Used machines can bring tax benefits. Your accountant can help evaluate these advantages to determine whether purchasing secondhand is suitable for your company.
Equipment reliability is an intricate concept that necessitates expertise at both the design and operational stages. To be effective, equipment reliability requires balancing engineering principles with performance requirements suited for specific contexts and applications.
Redundancy is one of the best ways to increase reliability. For instance, plants with single large oil pumps can mitigate any possible failure impacts by having an identical-sized standby pump as backup. This strategy may also work well when applied in other settings like water treatment facilities.
When it comes to selling used equipment, there are various avenues available. Dyan Jayjack, Senior Manager of Strategic Initiatives at Henry Schein explains that overstock equipment, overused demos (sometimes referred to as open box products), and tradeshow models are the three primary categories available to businesses; each has their own advantages and disadvantages.
2. Tax Breaks
Businesses can take advantage of tax breaks when purchasing used equipment that depreciates over time, thanks to changes made possible by the Tax Cuts and Jobs Act. Small businesses can now deduct 100% of eligible equipment costs at once through Section 179 expensing or 100% bonus depreciation, saving time on tax filing.

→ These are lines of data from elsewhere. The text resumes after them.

//! Command dispatch: a `{cmd, server, args}` envelope in, a
//! [`CommandOutput`] out.
//!
//! The dispatcher only decodes arguments and routes to the matching
//! driver operation. Results and errors come back unchanged.

pub mod args;
pub mod codec;
pub mod output;

use std::sync::Arc;

use serde::Deserialize;
use serde_json::Value;
use tracing::debug;

use crate::driver::Driver;
use crate::errors::DriverError;
use crate::http::ProgressListener;
use crate::resource::Resource;

pub use args::{Args, Argument};
pub use output::CommandOutput;

/// Every operation reachable through an envelope.
#[derive(Debug, Clone, Copy, PartialEq, Eq, Hash)]
pub enum Command {
    CreateFile,
    OpenFile,
    OpenFileForAppend,
    Close,
    FileExists,
    Read,
    ReadAll,
    Write,
    CopyFile,
    RenameObject,
    DeleteFile,
    FileLength,
    FileDateTime,
    ZipFile,
    ZipDirectory,
    Unzip,
    MkDir,
    DirExists,
    CopyDir,
    RemoveDirRecursive,
    ReadDirectory,
    HttpRequest,
}

const COMMAND_TABLE: &[(&str, Command)] = &[
    ("createFile", Command::CreateFile),
    ("openFile", Command::OpenFile),
    ("openFileForAppend", Command::OpenFileForAppend),
    ("close", Command::Close),
    ("fileExists", Command::FileExists),
    ("read", Command::Read),
    ("readAll", Command::ReadAll),
    ("write", Command::Write),
    ("copyFile", Command::CopyFile),
    ("renameObject", Command::RenameObject),
    ("deleteFile", Command::DeleteFile),
    ("fileLength", Command::FileLength),
    ("fileDateTime", Command::FileDateTime),
    ("zipFile", Command::ZipFile),
    ("zipDirectory", Command::ZipDirectory),
    ("unzip", Command::Unzip),
    ("mkDir", Command::MkDir),
    ("dirExists", Command::DirExists),
    ("copyDir", Command::CopyDir),
    ("removeDirRecursive", Command::RemoveDirRecursive),
    ("readDirectory", Command::ReadDirectory),
    ("httpRequest", Command::HttpRequest),
];

impl Command {
    /// Look up a command by its wire name.
    pub fn from_name(name: &str) -> Result<Self, DriverError> {
        COMMAND_TABLE
            .iter()
            .find(|(n, _)| *n == name)
            .map(|(_, c)| *c)
            .ok_or_else(|| DriverError::UnknownCommand(name.to_string()))
    }

    pub fn name(self) -> &'static str {
        COMMAND_TABLE
            .iter()
            .find(|(_, c)| *c == self)
            .map(|(n, _)| *n)
            .unwrap_or("unknown")
    }

    /// Wire names of all commands, in table order.
    pub fn names() -> impl Iterator<Item = &'static str> {
        COMMAND_TABLE.iter().map(|(n, _)| *n)
    }
}

/// A command as received from the caller.
#[derive(Debug, Clone, Deserialize)]
pub struct CommandEnvelope {
    pub cmd: String,
    /// Caller context, attached to resources for tracing only.
    #[serde(default)]
    pub server: Value,
    #[serde(default)]
    pub args: Vec<Value>,
}

impl Driver {
    pub async fn execute(&self, envelope: CommandEnvelope) -> Result<CommandOutput, DriverError> {
        self.execute_with_listener(envelope, None).await
    }

    /// Execute `envelope`. `listener`, when given, is attached to every URL
    /// argument so HTTP transfers report progress to it.
    pub async fn execute_with_listener(
        &self,
        envelope: CommandEnvelope,
        listener: Option<Arc<dyn ProgressListener>>,
    ) -> Result<CommandOutput, DriverError> {
        let command = Command::from_name(&envelope.cmd)?;
        if envelope.server.is_null() {
            debug!("[{}] {}", self.name(), command.name());
        } else {
            debug!("[{}] {} (server {})", self.name(), command.name(), envelope.server);
        }

        let mut args = Args::decode(self, envelope.args).await?;
        if let Some(listener) = listener {
            attach_listener(&mut args, listener);
        }
        self.run(command, &args).await
    }

    async fn run(&self, command: Command, args: &Args) -> Result<CommandOutput, DriverError> {
        use CommandOutput as Out;

        let output = match command {
            Command::CreateFile => {
                self.create_file(&args.file(0, "file")?).await?;
                Out::Unit
            }
            Command::OpenFile => {
                self.open_file(&args.file(0, "file")?).await?;
                Out::Unit
            }
            Command::OpenFileForAppend => {
                self.open_file_for_append(&args.file(0, "file")?).await?;
                Out::Unit
            }
            Command::Close => {
                self.close(&args.file(0, "file")?).await?;
                Out::Unit
            }
            Command::FileExists => Out::Bool(self.file_exists(&args.file(0, "file")?).await?),
            Command::Read => {
                let file = args.file(0, "file")?;
                let length = args.opt_u64(1, "length")?;
                let offset = args.opt_u64(2, "offset")?;
                Out::Bytes(self.read(&file, length, offset).await?)
            }
            Command::ReadAll => Out::Text(self.read_all(&args.file(0, "file")?).await?),
            Command::Write => {
                let file = args.file(0, "file")?;
                self.write(
                    &file,
                    args.write_data(1)?,
                    args.opt_i64(2, "offset")?,
                    args.opt_u64(3, "length")?,
                    args.opt_u64(4, "position")?,
                )
                .await?;
                Out::Unit
            }
            Command::CopyFile => {
                self.copy_file(&args.file(0, "file")?, &args.file(1, "newFile")?)
                    .await?;
                Out::Unit
            }
            Command::RenameObject => {
                let obj = args.resource(0, "obj")?;
                self.rename_object(&obj, args.rename_target(1, "newObj")?)
                    .await?;
                Out::Unit
            }
            Command::DeleteFile => {
                self.delete_file(&args.file(0, "file")?).await?;
                Out::Unit
            }
            Command::FileLength => Out::Size(self.file_length(&args.file(0, "file")?).await?),
            Command::FileDateTime => {
                Out::DateTime(self.file_date_time(&args.file(0, "file")?).await?)
            }
            Command::ZipFile => {
                self.zip_file(&args.file(0, "file")?, &args.file(1, "zipFile")?)
                    .await?;
                Out::Unit
            }
            Command::ZipDirectory => {
                self.zip_directory(&args.directory(0, "directory")?, &args.file(1, "zipFile")?)
                    .await?;
                Out::Unit
            }
            Command::Unzip => {
                self.unzip(&args.file(0, "file")?, &args.directory(1, "directory")?)
                    .await?;
                Out::Unit
            }
            Command::MkDir => {
                self.mk_dir(&args.directory(0, "directory")?).await?;
                Out::Unit
            }
            Command::DirExists => {
                Out::Bool(self.dir_exists(&args.directory(0, "directory")?).await?)
            }
            Command::CopyDir => {
                self.copy_dir(&args.directory(0, "srcDir")?, &args.directory(1, "dstDir")?)
                    .await?;
                Out::Unit
            }
            Command::RemoveDirRecursive => {
                self.remove_dir_recursive(&args.directory(0, "directory")?)
                    .await?;
                Out::Unit
            }
            Command::ReadDirectory => {
                let directory = args.directory(0, "directory")?;
                let depth = args.opt_i64(1, "depth")?;
                Out::Entries(self.read_directory(&directory, depth).await?)
            }
            Command::HttpRequest => {
                let url = args.url(0, "url")?;
                let method = args.string(1, "method")?;
                let options = args.http_options(2, self).await?;
                Out::Http(self.http_request(&url, &method, options).await?)
            }
        };
        Ok(output)
    }
}

fn attach_listener(args: &mut Args, listener: Arc<dyn ProgressListener>) {
    for index in 0..args.len() {
        if let Some(Argument::Resource(Resource::Url(url))) = args.get_mut(index) {
            *url = url.clone().with_listener(listener.clone());
        }
    }
}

Every dollar counts when it comes to turning a profit for businesses, and purchasing and using equipment often accounts for much of this profit.

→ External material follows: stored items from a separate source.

//! The wire side of HTTP transfers.
//!
//! The engine builds a [`PreparedRequest`] and hands it to an
//! [`HttpTransport`]. [`ReqwestTransport`] is the production implementation;
//! tests substitute their own.

use std::collections::BTreeMap;
use std::fmt;
use std::path::PathBuf;
use std::sync::atomic::{AtomicU64, Ordering};
use std::sync::Arc;
use std::time::Duration;

use async_trait::async_trait;
use bytes::Bytes;
use futures_util::stream::{self, BoxStream};
use futures_util::{StreamExt, TryStreamExt};
use reqwest::header::CONTENT_LENGTH;
use reqwest::multipart::{Form, Part};
use tokio_util::io::ReaderStream;
use tracing::debug;

use crate::errors::DriverError;
use crate::http::options::Authentication;

/// Size of the chunks an in-memory body is streamed in.
const BODY_CHUNK_SIZE: usize = 64 * 1024;

/// The file part of a multipart upload.
#[derive(Debug, Clone, PartialEq, Eq)]
pub struct UploadPart {
    pub field: String,
    pub file_name: String,
    pub content_type: Option<String>,
    pub path: PathBuf,
    pub size: u64,
}

#[derive(Debug, Clone, PartialEq, Eq)]
pub enum RequestBody {
    Empty,
    Bytes(Vec<u8>),
    /// `application/x-www-form-urlencoded` fields.
    Form(Vec<(String, String)>),
    Multipart {
        fields: Vec<(String, String)>,
        file: Option<UploadPart>,
    },
}

/// A fully resolved request.
#[derive(Debug, Clone)]
pub struct PreparedRequest {
    pub url: String,
    pub method: String,
    pub headers: BTreeMap<String, String>,
    pub query: Vec<(String, String)>,
    pub body: RequestBody,
    pub gzip: bool,
    pub timeout: Option<Duration>,
    pub auth: Option<Authentication>,
    /// Request body bytes handed to the connection so far. Transports must
    /// keep this current while the body is streamed.
    pub sent: Arc<AtomicU64>,
}

impl PreparedRequest {
    /// Size of the body used for upload progress: the file size for
    /// uploads, the body length for in-memory bodies, unknown otherwise.
    pub fn upload_total(&self) -> Option<u64> {
        match &self.body {
            RequestBody::Bytes(data) => Some(data.len() as u64),
            RequestBody::Multipart {
                file: Some(part), ..
            } => Some(part.size),
            _ => None,
        }
    }
}

/// A response whose body has not been read yet.
pub struct TransportResponse {
    pub status: u16,
    /// Lowercased header names.
    pub headers: BTreeMap<String, String>,
    pub body: BoxStream<'static, Result<Bytes, DriverError>>,
}

impl fmt::Debug for TransportResponse {
    fn fmt(&self, f: &mut fmt::Formatter<'_>) -> fmt::Result {
        f.debug_struct("TransportResponse")
            .field("status", &self.status)
            .field("headers", &self.headers)
            .finish_non_exhaustive()
    }
}

impl TransportResponse {
    pub fn content_length(&self) -> Option<u64> {
        self.headers.get("content-length")?.trim().parse().ok()
    }
}

/// Sends prepared requests. Dropping the returned future aborts the request.
#[async_trait]
pub trait HttpTransport: Send + Sync {
    async fn send(&self, request: PreparedRequest) -> Result<TransportResponse, DriverError>;
}

/// [`HttpTransport`] backed by `reqwest`. A client is built per request so
/// that gzip and timeout follow the request's options.
#[derive(Debug, Default, Clone)]
pub struct ReqwestTransport;

impl ReqwestTransport {
    pub fn new() -> Self {
        Self
    }

    fn client(gzip: bool, timeout: Option<Duration>) -> Result<reqwest::Client, DriverError> {
        let mut builder = reqwest::Client::builder().gzip(gzip);
        if let Some(timeout) = timeout {
            builder = builder.timeout(timeout);
        }
        Ok(builder.build()?)
    }
}

#[async_trait]
impl HttpTransport for ReqwestTransport {
    async fn send(&self, request: PreparedRequest) -> Result<TransportResponse, DriverError> {
        let client = Self::client(request.gzip, request.timeout)?;
        let method = reqwest::Method::from_bytes(request.method.as_bytes()).map_err(|_| {
            DriverError::invalid(format!("Invalid HTTP method '{}'", request.method))
        })?;
        debug!("{} {}", method, request.url);

        let mut builder = client.request(method, &request.url);
        for (name, value) in &request.headers {
            builder = builder.header(name.as_str(), value.as_str());
        }
        if !request.query.is_empty() {
            builder = builder.query(&request.query);
        }
        if let Some(auth) = &request.auth {
            if let Some(token) = &auth.bearer {
                builder = builder.bearer_auth(token);
            } else if let Some(user) = &auth.username {
                builder = builder.basic_auth(user, auth.password.as_ref());
            }
        }

        let sent = request.sent.clone();
        builder = match request.body {
            RequestBody::Empty => builder,
            RequestBody::Bytes(data) => {
                let len = data.len() as u64;
                builder
                    .header(CONTENT_LENGTH, len)
                    .body(reqwest::Body::wrap_stream(counted_chunks(data, sent)))
            }
            RequestBody::Form(fields) => builder.form(&fields),
            RequestBody::Multipart { fields, file } => {
                let mut form = Form::new();
                for (name, value) in fields {
                    form = form.text(name, value);
                }
                if let Some(upload) = file {
                    form = form.part(upload.field.clone(), upload_part(upload, sent).await?);
                }
                builder.multipart(form)
            }
        };

        let response = builder.send().await?;
        let status = response.status().as_u16();
        let headers = response
            .headers()
            .iter()
            .map(|(name, value)| {
                (
                    name.as_str().to_string(),
                    String::from_utf8_lossy(value.as_bytes()).into_owned(),
                )
            })
            .collect();
        let body = response.bytes_stream().map_err(DriverError::from).boxed();

        Ok(TransportResponse {
            status,
            headers,
            body,
        })
    }
}

/// Stream `data` in fixed-size chunks, counting each chunk as it is taken.
fn counted_chunks(
    data: Vec<u8>,
    sent: Arc<AtomicU64>,
) -> impl futures_util::Stream<Item = Result<Bytes, std::io::Error>> + Send + 'static {
    let data = Bytes::from(data);
    let chunks: Vec<Bytes> = (0..data.len())
        .step_by(BODY_CHUNK_SIZE)
        .map(|start| data.slice(start..(start + BODY_CHUNK_SIZE).min(data.len())))
        .collect();
    stream::iter(chunks).map(move |chunk| {
        sent.fetch_add(chunk.len() as u64, Ordering::Relaxed);
        Ok(chunk)
    })
}

async fn upload_part(upload: UploadPart, sent: Arc<AtomicU64>) -> Result<Part, DriverError> {
    let handle = tokio::fs::File::open(&upload.path).await?;
    let stream = ReaderStream::new(handle).inspect_ok(move |chunk| {
        sent.fetch_add(chunk.len() as u64, Ordering::Relaxed);
    });
    let mut part = Part::stream_with_length(reqwest::Body::wrap_stream(stream), upload.size)
        .file_name(upload.file_name);
    if let Some(content_type) = upload.content_type {
        part = part
            .mime_str(&content_type)
            .map_err(|e| DriverError::invalid(format!("Invalid file content type: {e}")))?;
    }
    Ok(part)
}


#[cfg(test)]
mod tests {
    use super::*;
    use tokio::io::{AsyncReadExt, AsyncWriteExt};
    use tokio::net::TcpListener;

    fn request(url: String, method: &str, body: RequestBody) -> PreparedRequest {
        PreparedRequest {
            url,
            method: method.to_string(),
            headers: BTreeMap::new(),
            query: Vec::new(),
            body,
            gzip: true,
            timeout: Some(Duration::from_secs(10)),
            auth: None,
            sent: Arc::new(AtomicU64::new(0)),
        }
    }

    /// Accept one connection, capture the raw request, answer with `reply`.
    async fn one_shot_server(reply: &'static str) -> (String, tokio::task::JoinHandle<String>) {
        let listener = TcpListener::bind("127.0.0.1:0").await.unwrap();
        let addr = listener.local_addr().unwrap();
        let handle = tokio::spawn(async move {
            let (mut socket, _) = listener.accept().await.unwrap();
            let mut raw = Vec::new();
            let mut buf = [0u8; 4096];
            loop {
                let n = socket.read(&mut buf).await.unwrap();
                if n == 0 {
                    break;
                }
                raw.extend_from_slice(&buf[..n]);
                if request_complete(&raw) {
                    break;
                }
            }
            socket.write_all(reply.as_bytes()).await.unwrap();
            socket.shutdown().await.unwrap();
            String::from_utf8_lossy(&raw).into_owned()
        });
        (format!("http://{addr}"), handle)
    }

    fn request_complete(raw: &[u8]) -> bool {
        let text = String::from_utf8_lossy(raw);
        let Some(head_end) = text.find("\r\n\r\n") else {
            return false;
        };
        let length = text[..head_end]
            .lines()
            .find_map(|line| {
                let (name, value) = line.split_once(':')?;
                name.eq_ignore_ascii_case("content-length")
                    .then(|| value.trim().parse::<usize>().ok())
                    .flatten()
            })
            .unwrap_or(0);
        raw.len() >= head_end + 4 + length
    }

    async fn collect_body(response: TransportResponse) -> Vec<u8> {
        let mut body = response.body;
        let mut out = Vec::new();
        while let Some(chunk) = body.next().await {
            out.extend_from_slice(&chunk.unwrap());
        }
        out
    }

    #[test]
    fn upload_total_depends_on_body() {
        let r = request("http://x".into(), "POST", RequestBody::Bytes(vec![0; 10]));
        assert_eq!(r.upload_total(), Some(10));
        let r = request("http://x".into(), "GET", RequestBody::Empty);
        assert_eq!(r.upload_total(), None);
        let r = request(
            "http://x".into(),
            "POST",
            RequestBody::Multipart {
                fields: vec![],
                file: Some(UploadPart {
                    field: "file".into(),
                    file_name: "a".into(),
                    content_type: None,
                    path: PathBuf::from("/tmp/a"),
                    size: 77,
                }),
            },
        );
        assert_eq!(r.upload_total(), Some(77));
    }

    #[tokio::test]
    async fn reqwest_transport_reads_status_headers_and_body() {
        let (url, server) = one_shot_server(
            "HTTP/1.1 201 Created\r\nContent-Length: 5\r\nX-Reply: yes\r\nConnection: close\r\n\r\nhello",
        )
        .await;
        let mut req = request(format!("{url}/items"), "GET", RequestBody::Empty);
        req.query = vec![("q".into(), "a b".into())];
        req.headers.insert("x-custom".into(), "1".into());

        let response = ReqwestTransport::new().send(req).await.unwrap();
        assert_eq!(response.status, 201);
        assert_eq!(response.headers.get("x-reply").map(String::as_str), Some("yes"));
        assert_eq!(response.content_length(), Some(5));
        assert_eq!(collect_body(response).await, b"hello");

        let raw = server.await.unwrap();
        assert!(raw.starts_with("GET /items?q=a+b HTTP/1.1\r\n"));
        assert!(raw.to_lowercase().contains("x-custom: 1"));
    }

    #[tokio::test]
    async fn reqwest_transport_streams_bytes_and_counts_them() {
        let (url, server) = one_shot_server(
            "HTTP/1.1 200 OK\r\nContent-Length: 0\r\nConnection: close\r\n\r\n",
        )
        .await;
        let payload = vec![b'z'; BODY_CHUNK_SIZE + 10];
        let mut req = request(url, "PUT", RequestBody::Bytes(payload.clone()));
        req.headers
            .insert("content-type".into(), "application/octet-stream".into());
        let sent = req.sent.clone();

        let response = ReqwestTransport::new().send(req).await.unwrap();
        assert_eq!(response.status, 200);
        assert_eq!(sent.load(Ordering::Relaxed), payload.len() as u64);

        let raw = server.await.unwrap();
        assert!(raw
            .to_lowercase()
            .contains(&format!("content-length: {}", payload.len())));
        assert!(raw.ends_with(&"z".repeat(16)));
    }

    #[tokio::test]
    async fn reqwest_transport_sends_form_fields() {
        let (url, server) = one_shot_server(
            "HTTP/1.1 200 OK\r\nContent-Length: 2\r\nConnection: close\r\n\r\nok",
        )
        .await;
        let req = request(
            url,
            "POST",
            RequestBody::Form(vec![("name".into(), "x y".into())]),
        );
        ReqwestTransport::new().send(req).await.unwrap();
        let raw = server.await.unwrap();
        assert!(raw.contains("application/x-www-form-urlencoded"));
        assert!(raw.ends_with("name=x+y"));
    }

    #[tokio::test]
    async fn reqwest_transport_rejects_bad_method() {
        let req = request("http://127.0.0.1:9".into(), "BAD METHOD", RequestBody::Empty);
        let err = ReqwestTransport::new().send(req).await.unwrap_err();
        assert!(matches!(err, DriverError::InvalidArgument(_)));
    }

    #[tokio::test]
    async fn reqwest_transport_reports_connection_failure() {
        // Bind then drop to get a port nobody listens on.
        let listener = TcpListener::bind("127.0.0.1:0").await.unwrap();
        let addr = listener.local_addr().unwrap();
        drop(listener);

        let req = request(format!("http://{addr}"), "GET", RequestBody::Empty);
        let err = ReqwestTransport::new().send(req).await.unwrap_err();
        assert!(matches!(err, DriverError::Http(_)));
    }
}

Yogi Berra had it right when it comes to equipment purchases: “It’s better early than late.” As such, many companies wait until later in the year (typically November and December) before making large Section 179-qualifying equipment purchases with financing available – providing cash-flow benefits while optimizing your write-off of equipment this year.
Industrial equipment depreciates quickly – like cars. By purchasing used equipment from someone else who has experienced its depreciation first-hand, you can find much cheaper deals than when purchasing new.
Understanding what factors determine a piece of equipment’s value can help you make more profit when selling. Some key ones include:
Hours – The number of hours on a machine can have a considerable effect on its resale value, especially when considering well-maintained machines with few hours on them. Low hours typically translate to increased asking prices.
Condition of Machine – Determining this aspect can be difficult due to subjective interpretation from different appraisers; nonetheless it remains an integral factor when it comes to appraising equipment that requires extensive maintenance or servicing costs.
Selling used equipment can help businesses reduce expenses while simultaneously upgrading their fleets. By selling older machinery at a fraction of its original cost and offloading depreciation to another entity, businesses can find nearly new machines at significantly reduced prices while someone else absorbs any depreciation costs associated with ownership.
Businesses often purchase used equipment from private parties online marketplaces. Businesses should carefully inspect equipment and research pricing when buying from individuals as well as ensure the seller holds clear title for what they’re selling.
Renting equipment can save companies significant sums over time by eliminating ownership, maintenance, logistics and disposal expenses. Furthermore, renting allows businesses to access equipment they would not be able to afford without making a large upfront investment – further helping reduce inventory levels and work-in-progress levels.